How Easy It Is Trigger Depression/Anxiety – The D/A Instruction Book
As I mentioned in my last post, I am being genetically tested for future cancers. I have already had three different cancers, and I am apparently part of a genetic cancer cluster. The test should indicate what other cancers I may be particularly susceptible to, and then I can be monitored in a more focused way.
However, I cannot decide if this is going to make me more anxious or less anxious. I had already concluded at some deep place that my cancer problem was chronic, so will more information help? Medically, the answer is yes. They will catch it early, and my treatment will hopefully be less physically and mentally challenging than previous treatments that I have undergone.
But enough with rational thinking. The anxiety that going through this genetic testing process is producing is enough to throw me back into the void. My body is a-twitter. I wake up at 6 a.m. with anxious thoughts and stomach problems, and I chew on my clothes to comfort myself. These are clear signs that I am very upset, having gone through this pattern several times before.
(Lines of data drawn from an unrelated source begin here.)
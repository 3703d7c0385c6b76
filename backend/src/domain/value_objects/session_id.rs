use base64::{engine::general_purpose::URL_SAFE_NO_PAD, Engine};
use rand::{rngs::OsRng, RngCore};
use serde::{Deserialize, Serialize};
use std::fmt;

/// Opaque, unguessable session identifier (32 bytes from the OS RNG).
#[derive(Debug, Clone, PartialEq, Eq, Hash, Serialize, Deserialize)]
#[serde(transparent)]
pub struct SessionId(String);

impl SessionId {
    pub fn generate() -> Self {
        let mut bytes = [0u8; 32];
        OsRng.fill_bytes(&mut bytes);
        Self(URL_SAFE_NO_PAD.encode(bytes))
    }

    pub fn from_string(id: impl Into<String>) -> Self {
        Self(id.into())
    }

    pub fn as_str(&self) -> &str {
        &self.0
    }
}

impl fmt::Display for SessionId {
    fn fmt(&self, f: &mut fmt::Formatter<'_>) -> fmt::Result {
        write!(f, "{}", self.0)
    }
}
// Application ports - Driven ports (output ports implemented by infrastructure)

pub mod clock;
pub mod room_provider;
pub mod text_classifier;
pub mod realtime_upstream;

pub use clock::Clock;
pub use room_provider::{MediaDefaults, Room, RoomError, RoomProvider};
pub use text_classifier::{ClassifierError, TextClassifier};
pub use realtime_upstream::{RealtimeUpstream, UpstreamError, UpstreamFrame, UpstreamLink};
I start writing in this blog and then remember that I have a book of instructions of what to do when it gets like this. Over the years, I have put together this book of instructions about how to deal with painful feelings. So I find the book and turn to the Anxiety page. The first thing it says is: “be aware” that there is a problem. I can check that one off, since I am writing this blog about it. Then it says: “identify the triggering event.” I think I have that one down. Third, it says: “be sure to take anxiety medicine and practice mindfulness.” Mindfulness includes meditation and attempting to catch myself thinking anxious thoughts and trying to bring myself into the present. Counting helps me to focus and takes up the space in my brain where I have anxious thoughts. Fourth, “take a walk.” Fifth, “pick a word that represents the reality of the event, and keep repeating it like a mantra when you take the walk.” Sixth, “scream to let your negative energy out and imagine the anxiety leaving your body.” Finally, the book says” “blog or talk it through with your doctor or some other supportive person.” Talking or writing about it clears your brain and gives you new insights. What I got out of writing this blog is that I remembered that I had an instruction book that sets forth the steps I have taken in the past that have helped me.